Anayasa Mahkemesi (AYM) Yargıtay Hukuk Genel Kurulunun açtığı iptal davasında 506 sayılı Kanun’un “Aylığın Başlangıcı” başlıklı mülga 62/1 maddesindeki; “…çalıştığı işten ayrıldıktan sonra…” ibaresini Anayasanın 13 ve 60’ıncı maddelerine aykırı bularak 03.03.2021 tarihli ve 31412 sayılı Resmî Gazete’de yayımlanan ve oybirliğiyle verdiği 14.01.2021 tarihli 2019/104 E., 2021/3 K. sayılı kararı ile iptal etti. Yani 01.10.2008
Anayasa Mahkemesi (AYM) Yargıtay Hukuk Genel Kurulunun açtığı iptal davasında 506 sayılı Kanun’un “Aylığın Başlangıcı” başlıklı mülga 62/1 maddesindeki; “…çalıştığı işten ayrıldıktan sonra…” ibaresini Anayasanın 13 ve 60’ıncı maddelerine aykırı bularak 03.03.2021 tarihli ve 31412 sayılı Resmî Gazete’de yayımlanan ve oybirliğiyle verdiği 14.01.2021 tarihli 2019/104 E., 2021/3 K. sayılı kararı ile iptal etti.
Yani 01.10.2008 tarihinden önce sigorta girişi olan bir SSK’lı kanundaki tüm şartları yerine getirmiş ise işten ayrılmadan emekli aylığının bağlanması için başvuramazken, bu iptalden sonra bu tarihten önce veya sonra işten ayrılmadan da emekli aylığının bağlanması için başvuru yapabilecek.

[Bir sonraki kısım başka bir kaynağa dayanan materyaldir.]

use std::net::SocketAddr;
use std::sync::Arc;
use std::time::Duration;

use tokio_util::sync::CancellationToken;
use tracing_subscriber::{layer::SubscriberExt, util::SubscriberInitExt};

use unplugd_api::config::ServerConfig;
use unplugd_api::router::build_app_router;
use unplugd_api::state::AppState;
use unplugd_api::{background, ws};
use unplugd_db::{
    ConnectionRegistry, DbPool, JobStore, MemoryConnectionRegistry, MemoryJobStore,
    PgConnectionRegistry, PgJobStore,
};
use unplugd_events::{
    ConnectionGateway, EventBus, HttpConnectionGateway, NotificationDispatcher, ProgressRelay,
};
use unplugd_pipeline::runners::{CommandTaskRunner, ScriptedTaskRunner};
use unplugd_pipeline::{
    JobService, MemoryObjectStore, ObjectStore, Orchestrator, PipelineConfig, S3ObjectStore,
    TaskRunner,
};

#[tokio::main]
async fn main() {
    dotenvy::dotenv().ok();

    // --- Tracing ---
    let filter = tracing_subscriber::EnvFilter::try_from_default_env().unwrap_or_else(|_| {
        "unplugd_api=debug,unplugd_pipeline=debug,unplugd_events=debug,tower_http=debug".into()
    });
    let registry = tracing_subscriber::registry().with(filter);
    if std::env::var("LOG_FORMAT").is_ok_and(|v| v.eq_ignore_ascii_case("json")) {
        registry.with(tracing_subscriber::fmt::layer().json()).init();
    } else {
        registry.with(tracing_subscriber::fmt::layer()).init();
    }

    // --- Configuration ---
    let config = ServerConfig::from_env();
    let pipeline_config = PipelineConfig::from_env();
    tracing::info!(
        host = %config.host,
        port = %config.port,
        upload_bucket = %pipeline_config.upload_bucket,
        output_bucket = %pipeline_config.output_bucket,
        max_concurrent_runs = pipeline_config.max_concurrent_runs,
        "Loaded configuration",
    );

    // --- Stores ---
    let pool: Option<DbPool>;
    let jobs_store: Arc<dyn JobStore>;
    let connections: Arc<dyn ConnectionRegistry>;
    let objects: Arc<dyn ObjectStore>;

    match &config.database_url {
        Some(database_url) => {
            let db = unplugd_db::create_pool(database_url)
                .await
                .expect("Failed to connect to database");
            tracing::info!("Database connection pool created");

            unplugd_db::health_check(&db)
                .await
                .expect("Database health check failed");
            unplugd_db::run_migrations(&db)
                .await
                .expect("Failed to run database migrations");
            tracing::info!("Database migrations applied");

            jobs_store = Arc::new(PgJobStore::new(db.clone()));
            connections = Arc::new(PgConnectionRegistry::new(db.clone()));
            objects = Arc::new(S3ObjectStore::from_env().await);
            pool = Some(db);
        }
        None => {
            tracing::warn!("DATABASE_URL not set, using in-memory stores");
            jobs_store = Arc::new(MemoryJobStore::new());
            connections = Arc::new(MemoryConnectionRegistry::new());
            objects = Arc::new(MemoryObjectStore::new());
            pool = None;
        }
    }

    assert!(
        config.local_delivery_allowed(),
        "CONNECTION_GATEWAY_URL is required with DATABASE_URL unless SINGLE_REPLICA=true"
    );

    // --- WebSocket manager ---
    let ws_manager = Arc::new(ws::WsManager::new());
    let background_cancel = CancellationToken::new();
    let heartbeat_handle = ws::start_heartbeat(Arc::clone(&ws_manager), background_cancel.clone());

    // --- Notifications ---
    let gateway: Arc<dyn ConnectionGateway> = match &config.connection_gateway_url {
        Some(url) => {
            tracing::info!(url = %url, "Delivering notifications through external gateway");
            Arc::new(HttpConnectionGateway::new(url.clone()).expect("Failed to build gateway client"))
        }
        None => Arc::new(ws::WsGateway::new(Arc::clone(&ws_manager))),
    };
    let dispatcher = Arc::new(NotificationDispatcher::new(Arc::clone(&connections), gateway));

    let event_bus = Arc::new(EventBus::default());
    let relay_handle = tokio::spawn(ProgressRelay::run(
        Arc::clone(&dispatcher),
        event_bus.subscribe(),
        background_cancel.clone(),
    ));

    // --- Orchestration ---
    let runner: Arc<dyn TaskRunner> = if pipeline_config.stage_commands.is_empty() {
        assert!(
            pipeline_config.scripted_runner_allowed(config.database_url.is_some()),
            "Stage commands are required with DATABASE_URL unless ALLOW_SCRIPTED_RUNNER=true"
        );
        tracing::warn!("No stage commands configured, using scripted stage runner");
        Arc::new(ScriptedTaskRunner::new(Arc::clone(&objects)))
    } else {
        Arc::new(CommandTaskRunner::new(pipeline_config.stage_commands.clone()))
    };
    let orchestrator = Arc::new(Orchestrator::new(
        Arc::clone(&jobs_store),
        Arc::clone(&objects),
        runner,
        Arc::clone(&dispatcher),
        Arc::clone(&event_bus),
        pipeline_config.orchestrator_settings(),
    ));
    let jobs = Arc::new(JobService::new(
        jobs_store,
        objects,
        orchestrator,
        dispatcher,
        pipeline_config.max_concurrent_runs,
    ));

    // --- Connection sweeper ---
    let sweeper_handle = tokio::spawn(background::connection_sweeper::run(
        Arc::clone(&connections),
        Duration::from_secs(config.connection_sweep_interval_secs),
        background_cancel.clone(),
    ));

    // --- App state ---
    let state = AppState {
        config: Arc::new(config.clone()),
        pool,
        jobs: Arc::clone(&jobs),
        connections,
        ws_manager: Arc::clone(&ws_manager),
        event_bus,
    };
    let app = build_app_router(state, &config);

    // --- Start server ---
    let addr = SocketAddr::new(
        config.host.parse().expect("Invalid HOST address"),
        config.port,
    );
    tracing::info!(%addr, "Starting server");

    let listener = tokio::net::TcpListener::bind(addr)
        .await
        .expect("Failed to bind to address");

    axum::serve(listener, app)
        .with_graceful_shutdown(shutdown_signal())
        .await
        .expect("Server error");

    // --- Post-shutdown cleanup ---
    tracing::info!("Server stopped accepting connections, cleaning up");

    let drained = jobs
        .shutdown(Duration::from_secs(config.shutdown_timeout_secs))
        .await;
    if drained {
        tracing::info!("Orchestration runs drained");
    } else {
        tracing::warn!(in_flight = jobs.in_flight(), "Shutdown timeout reached with runs in flight");
    }

    background_cancel.cancel();
    let _ = tokio::time::timeout(Duration::from_secs(5), relay_handle).await;
    let _ = tokio::time::timeout(Duration::from_secs(5), sweeper_handle).await;
    let _ = tokio::time::timeout(Duration::from_secs(5), heartbeat_handle).await;
    tracing::info!("Background tasks stopped");

    ws_manager.shutdown_all().await;

    tracing::info!("Graceful shutdown complete");
}

/// Wait for SIGINT (Ctrl-C) or SIGTERM to initiate graceful shutdown.
async fn shutdown_signal() {
    let ctrl_c = async {
        tokio::signal::ctrl_c()
            .await
            .expect("Failed to install Ctrl-C handler");
    };

    #[cfg(unix)]
    let terminate = async {
        tokio::signal::unix::signal(tokio::signal::unix::SignalKind::terminate())
            .expect("Failed to install SIGTERM handler")
            .recv()
            .await;
    };

    #[cfg(not(unix))]
    let terminate = std::future::pending::<()>();

    tokio::select! {
        _ = ctrl_c => tracing::info!("Received Ctrl-C, starting graceful shutdown"),
        _ = terminate => tracing::info!("Received SIGTERM, starting graceful shutdown"),
    }
}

Çünkü Anayasamızın 153/5 maddesine göre Anayasa Mahkemesi kararları kesindir ve Resmî Gazetede yayımlandığında yasama, yürütme ve yargı organlarını, idare makamlarını, gerçek ve tüzel herkesi bağlar.
Peki öyle mi oldu?
Elbette hayır. Her zamanki gibi bu kararla bağlı olması gereken Sosyal Güvenlik Kurumu (SGK) kararın uygulanmasıyla ilgili yayınladığı 10.03.2021 tarihli ve 2021/5 sayılı genelgesiyle dar ve hukuku dolanan bir yorum yapıp “Ben bu kararı sadece 01.08.2008 öncesi emekli aylığı için başvuranlara uygularım, bu tarihten sonra başvuranlara uygulamam” dedi. Türkiye’de bu durumda olan kaç kişi varsa artık…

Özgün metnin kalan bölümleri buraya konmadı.